Perry spokesman Mark Miner confirmed the Arpaio-Perry meeting. Perry has taken heat from his GOP rivals for what they consider his soft stance on immigration, including allowing in-state university tuition rates and a path to citizenship for illegal immigrant high school students. An Arpaio spokesman, Jeff Sprong, said the Texas governor contacted Arpaio a second time last week.
Romney and Bachmann campaign spokesman did not respond to telephone calls and emails asking for interviews on why the candidates were courting Arpaio. Cain spokesman J.D. Gordon, however, characterized the visits and phone calls as fact-finding missions.
"All the candidates are trying to get up to speed on the border," he said. "… All the campaigns are reaching out to a wide variety of experts on a number of issues. Naturally, the border issue is one that will be central to the 2012 election, and therefore the candidates in general are trying to get as many opinions as they have."
Dan Schnur, a former GOP strategist who now teaches at the University of Southern California, called Arpaio "a precise human representation of the importance of the debate over illegal immigration.
"We’ve already seen how volatile the issue has become in the Republican primary, so candidates who might be vulnerable in this debate would see Arpaio as protection against criticism. But that same debate plays out much different in the general election, so his support has both risks and benefits attached."
And at least one Republican Hispanic group, Somos Republicans, warns that it will also be working aggressively at the grass-roots level during the primary to promote only immigrant-friendly candidates.
"With regard to Perry consulting Arpaio, we did push back against him," said Dee Dee Blase, former president of Somos Republicans. "We sent him a strong message that that’s a no-no. So hopefully Perry will pick up on that and not do that again."
But for congressional and statehouse candidates across the country, Arpaio’s endorsement has become almost a brand, a stamp of approval for strong anti-immigration policies.
"I know of nobody who has the profile that Sheriff Joe has," Arizona Senate President Russell Pearce, the architect of Arizona’s tough immigration enforcement law, said in an interview last year.

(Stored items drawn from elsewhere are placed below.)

//! Identity provider endpoints and client registration
//!
//! Endpoint URLs follow the Microsoft identity platform v2.0 layout. They are
//! derived from an authority host and a tenant so a deployment only configures
//! those two values. The client secret is carried as a `Secret` and never
//! appears in Debug output.

use common::Secret;

/// Default authority host for the Microsoft identity platform.
pub const DEFAULT_AUTHORITY_HOST: &str = "https://login.microsoftonline.com";

/// Provider error code: the user or admin has not consented to the scope.
pub const CONSENT_REQUIRED_CODE: u32 = 65001;

/// Scopes the token endpoint always receives on interactive and refresh
/// grants so an ID token and refresh token come back alongside the access token.
pub const RESERVED_SCOPES: &[&str] = &["openid", "profile", "offline_access"];

/// Fully resolved endpoint set for one tenant.
#[derive(Debug, Clone, PartialEq, Eq)]
pub struct ProviderEndpoints {
    /// `{host}/{tenant}`
    pub authority: String,
    pub authorize: String,
    pub token: String,
    /// JSON Web Key Set location
    pub jwks: String,
    /// Expected `iss` claim on tokens issued by this tenant
    pub issuer: String,
    /// Host name recorded as `environment` on cached credentials
    pub environment: String,
}

impl ProviderEndpoints {
    /// Derive the v2.0 endpoints for `tenant_id` under `authority_host`.
    pub fn for_tenant(authority_host: &str, tenant_id: &str) -> Self {
        let host = authority_host.trim_end_matches('/');
        let authority = format!("{host}/{tenant_id}");
        let environment = host
            .split_once("://")
            .map(|(_, rest)| rest)
            .unwrap_or(host)
            .to_string();
        Self {
            authorize: format!("{authority}/oauth2/v2.0/authorize"),
            token: format!("{authority}/oauth2/v2.0/token"),
            jwks: format!("{authority}/discovery/v2.0/keys"),
            issuer: format!("{authority}/v2.0"),
            environment,
            authority,
        }
    }
}

/// Confidential client registration for this application.
#[derive(Debug, Clone)]
pub struct ClientApp {
    pub client_id: String,
    pub client_secret: Secret<String>,
    pub redirect_uri: String,
    /// Audience expected on inbound access tokens for this service's own API.
    pub api_audience: String,
    pub endpoints: ProviderEndpoints,
}

#[cfg(test)]
mod tests {
    use super::*;

    #[test]
    fn endpoints_follow_v2_layout() {
        let e = ProviderEndpoints::for_tenant(DEFAULT_AUTHORITY_HOST, "contoso-tenant");
        assert_eq!(e.authority, "https://login.microsoftonline.com/contoso-tenant");
        assert_eq!(
            e.authorize,
            "https://login.microsoftonline.com/contoso-tenant/oauth2/v2.0/authorize"
        );
        assert_eq!(
            e.token,
            "https://login.microsoftonline.com/contoso-tenant/oauth2/v2.0/token"
        );
        assert_eq!(
            e.jwks,
            "https://login.microsoftonline.com/contoso-tenant/discovery/v2.0/keys"
        );
        assert_eq!(e.issuer, "https://login.microsoftonline.com/contoso-tenant/v2.0");
        assert_eq!(e.environment, "login.microsoftonline.com");
    }

    #[test]
    fn trailing_slash_on_host_is_ignored() {
        let e = ProviderEndpoints::for_tenant("http://127.0.0.1:8080/", "t1");
        assert_eq!(e.authority, "http://127.0.0.1:8080/t1");
        assert_eq!(e.environment, "127.0.0.1:8080");
    }

    #[test]
    fn client_secret_is_not_printed() {
        let app = ClientApp {
            client_id: "app-id".into(),
            client_secret: Secret::from("very-secret"),
            redirect_uri: "http://localhost:8000/auth/callback".into(),
            api_audience: "app-id".into(),
            endpoints: ProviderEndpoints::for_tenant(DEFAULT_AUTHORITY_HOST, "t1"),
        };
        let debug = format!("{app:?}");
        assert!(!debug.contains("very-secret"), "got: {debug}");
    }
}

Indeed, Arpaio advocates — and practices — some of the toughest anti-immigration policies in the country. A retired Drug Enforcement Agent who worked in the Middle East, Mexico and Texas before retiring in Arizona, he says he would send troops into Mexico to catch the immigrants before they hit the border. And those who do make it across should be charged with felonies, like they are when caught by raids on his turf.

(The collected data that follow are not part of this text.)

//! Credential store adapter
//!
//! Moves a user's `TokenCache` to and from a keyed blob store. Blobs are
//! versioned: `save` hands back the version it loaded and the backend refuses
//! the write if another request persisted in between, so a freshly redeemed
//! refresh token is never silently overwritten by a stale copy.
//!
//! Backends are eventually consistent. A read right after a user's first
//! write may report not-found, so `load` retries not-found a few times before
//! concluding the user has no cache. Every other backend error propagates on
//! the first attempt.

use std::collections::HashMap;
use std::future::Future;
use std::pin::Pin;
use std::sync::Arc;
use std::sync::atomic::{AtomicUsize, Ordering};
use std::time::Duration;

use tokio::sync::Mutex;
use tracing::{debug, info, warn};

use crate::cache::TokenCache;
use crate::error::{Result, StoreError};

/// A stored blob and the version it was written at.
#[derive(Debug, Clone, PartialEq, Eq)]
pub struct StoredBlob {
    pub data: Vec<u8>,
    pub version: u64,
}

/// Keyed blob storage with optimistic concurrency.
///
/// Uses `Pin<Box<dyn Future>>` return types for dyn-compatibility (`Arc<dyn BlobStore>`).
pub trait BlobStore: Send + Sync {
    /// Read the blob at `key`. Missing keys are `StoreError::NotFound`.
    fn get<'a>(
        &'a self,
        key: &'a str,
    ) -> Pin<Box<dyn Future<Output = std::result::Result<StoredBlob, StoreError>> + Send + 'a>>;

    /// Write `data` at `key` if the stored version still equals
    /// `expected_version` (`None`: the key must not exist yet). Returns the
    /// new version; a mismatch is `StoreError::Conflict`.
    fn put<'a>(
        &'a self,
        key: &'a str,
        data: Vec<u8>,
        expected_version: Option<u64>,
    ) -> Pin<Box<dyn Future<Output = std::result::Result<u64, StoreError>> + Send + 'a>>;
}

/// How `load` treats not-found.
#[derive(Debug, Clone, Copy, PartialEq, Eq)]
pub struct RetryPolicy {
    /// Total reads before giving up, including the first
    pub attempts: u32,
    pub backoff: Duration,
}

impl Default for RetryPolicy {
    fn default() -> Self {
        Self {
            attempts: 3,
            backoff: Duration::from_secs(1),
        }
    }
}

/// A cache together with the store version it was read at.
#[derive(Debug, Clone, Default)]
pub struct LoadedCache {
    pub cache: TokenCache,
    version: Option<u64>,
}

impl LoadedCache {
    /// A cache that has never been persisted.
    pub fn empty() -> Self {
        Self::default()
    }

    pub fn version(&self) -> Option<u64> {
        self.version
    }
}

/// Loads and saves per-user token caches.
#[derive(Clone)]
pub struct CredentialStoreAdapter {
    store: Arc<dyn BlobStore>,
    retry: RetryPolicy,
}

impl CredentialStoreAdapter {
    pub fn new(store: Arc<dyn BlobStore>) -> Self {
        Self::with_retry(store, RetryPolicy::default())
    }

    pub fn with_retry(store: Arc<dyn BlobStore>, retry: RetryPolicy) -> Self {
        Self { store, retry }
    }

    /// Read the cache stored under `user_key`.
    ///
    /// Returns `None` when the blob is still missing after every attempt.
    pub async fn load(&self, user_key: &str) -> Result<Option<LoadedCache>> {
        let attempts = self.retry.attempts.max(1);
        for attempt in 1..=attempts {
            match self.store.get(user_key).await {
                Ok(blob) => {
                    let cache = TokenCache::from_slice(&blob.data)?;
                    debug!(user_key, version = blob.version, attempt, "loaded token cache");
                    return Ok(Some(LoadedCache {
                        cache,
                        version: Some(blob.version),
                    }));
                }
                Err(StoreError::NotFound(_)) => {
                    debug!(user_key, attempt, attempts, "token cache not found");
                    if attempt < attempts {
                        tokio::time::sleep(self.retry.backoff).await;
                    }
                }
                Err(e) => {
                    warn!(user_key, error = %e, "token cache read failed");
                    return Err(e.into());
                }
            }
        }
        info!(user_key, "no stored token cache, starting empty");
        Ok(None)
    }

    /// `load`, falling back to an empty never-persisted cache.
    pub async fn load_or_empty(&self, user_key: &str) -> Result<LoadedCache> {
        Ok(self.load(user_key).await?.unwrap_or_default())
    }

    /// Persist `loaded` if it changed since it was read.
    ///
    /// Returns whether a write happened. On success the cache is marked
    /// clean and its version advanced, so a second call is a no-op.
    pub async fn save(&self, user_key: &str, loaded: &mut LoadedCache) -> Result<bool> {
        if !loaded.cache.has_state_changed() {
            debug!(user_key, "token cache unchanged, skipping write");
            return Ok(false);
        }
        let data = loaded.cache.to_vec()?;
        let version = self.store.put(user_key, data, loaded.version).await?;
        loaded.version = Some(version);
        loaded.cache.mark_clean();
        debug!(user_key, version, "persisted token cache");
        Ok(true)
    }
}

/// In-process `BlobStore`.
///
/// Counts reads and writes and can simulate read-after-write lag by
/// answering the next N reads with not-found.
#[derive(Default)]
pub struct MemoryStore {
    blobs: Mutex<HashMap<String, StoredBlob>>,
    reads: AtomicUsize,
    writes: AtomicUsize,
    lagging_reads: AtomicUsize,
}

impl MemoryStore {
    pub fn new() -> Self {
        Self::default()
    }

    /// Answer the next `reads` reads with not-found even if the key exists.
    pub fn with_read_lag(self, reads: usize) -> Self {
        self.lagging_reads.store(reads, Ordering::SeqCst);
        self
    }

    pub fn read_count(&self) -> usize {
        self.reads.load(Ordering::SeqCst)
    }

    pub fn write_count(&self) -> usize {
        self.writes.load(Ordering::SeqCst)
    }

    /// Stored bytes for `key`, bypassing lag simulation.
    pub async fn raw(&self, key: &str) -> Option<StoredBlob> {
        self.blobs.lock().await.get(key).cloned()
    }
}

impl BlobStore for MemoryStore {
    fn get<'a>(
        &'a self,
        key: &'a str,
    ) -> Pin<Box<dyn Future<Output = std::result::Result<StoredBlob, StoreError>> + Send + 'a>>
    {
        Box::pin(async move {
            self.reads.fetch_add(1, Ordering::SeqCst);
            let lagging = self
                .lagging_reads
                .fetch_update(Ordering::SeqCst, Ordering::SeqCst, |n| n.checked_sub(1))
                .is_ok();
            if lagging {
                return Err(StoreError::NotFound(key.to_string()));
            }
            self.blobs
                .lock()
                .await
                .get(key)
                .cloned()
                .ok_or_else(|| StoreError::NotFound(key.to_string()))
        })
    }

    fn put<'a>(
        &'a self,
        key: &'a str,
        data: Vec<u8>,
        expected_version: Option<u64>,
    ) -> Pin<Box<dyn Future<Output = std::result::Result<u64, StoreError>> + Send + 'a>> {
        Box::pin(async move {
            let mut blobs = self.blobs.lock().await;
            let current = blobs.get(key).map(|b| b.version);
            if current != expected_version {
                return Err(StoreError::Conflict(key.to_string()));
            }
            let version = current.map_or(1, |v| v + 1);
            blobs.insert(key.to_string(), StoredBlob { data, version });
            self.writes.fetch_add(1, Ordering::SeqCst);
            Ok(version)
        })
    }
}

While Arpaio has become synonymous with radical immigration laws, he built his reputation for being tough on crime when he first took office in 1993 and erected a compound of tents to house jail inmates. It’s the epitome of hard time, with temperatures sometimes hitting 145 degrees. He also resurrected old-fashioned chain gangs.
Arpaio seemingly only softens when he speaks of animals. He was recently the featured singer at a humane association fundraiser, and he brags that some of the county’s old — and more comfortable jail cells — are now used by the county animal shelter.
While Arpaio has long been courted by anti-immigration politicians around the country, he says interest in him rose again after Obama announced a plan to halt the deportation of some 300,000 illegal immigrants.
That put the immigration issue back at the forefront of the presidential campaigns, he said.
"Nobody is saying anything," Arpaio said. "But I’m glad it’s back on the table. I’m glad they are talking about it. People will be interested in it instead of just the economy. So I’m going to keep stimulating that and they can keep coming down here and visiting me, which confuses me. Why would they want to visit me?"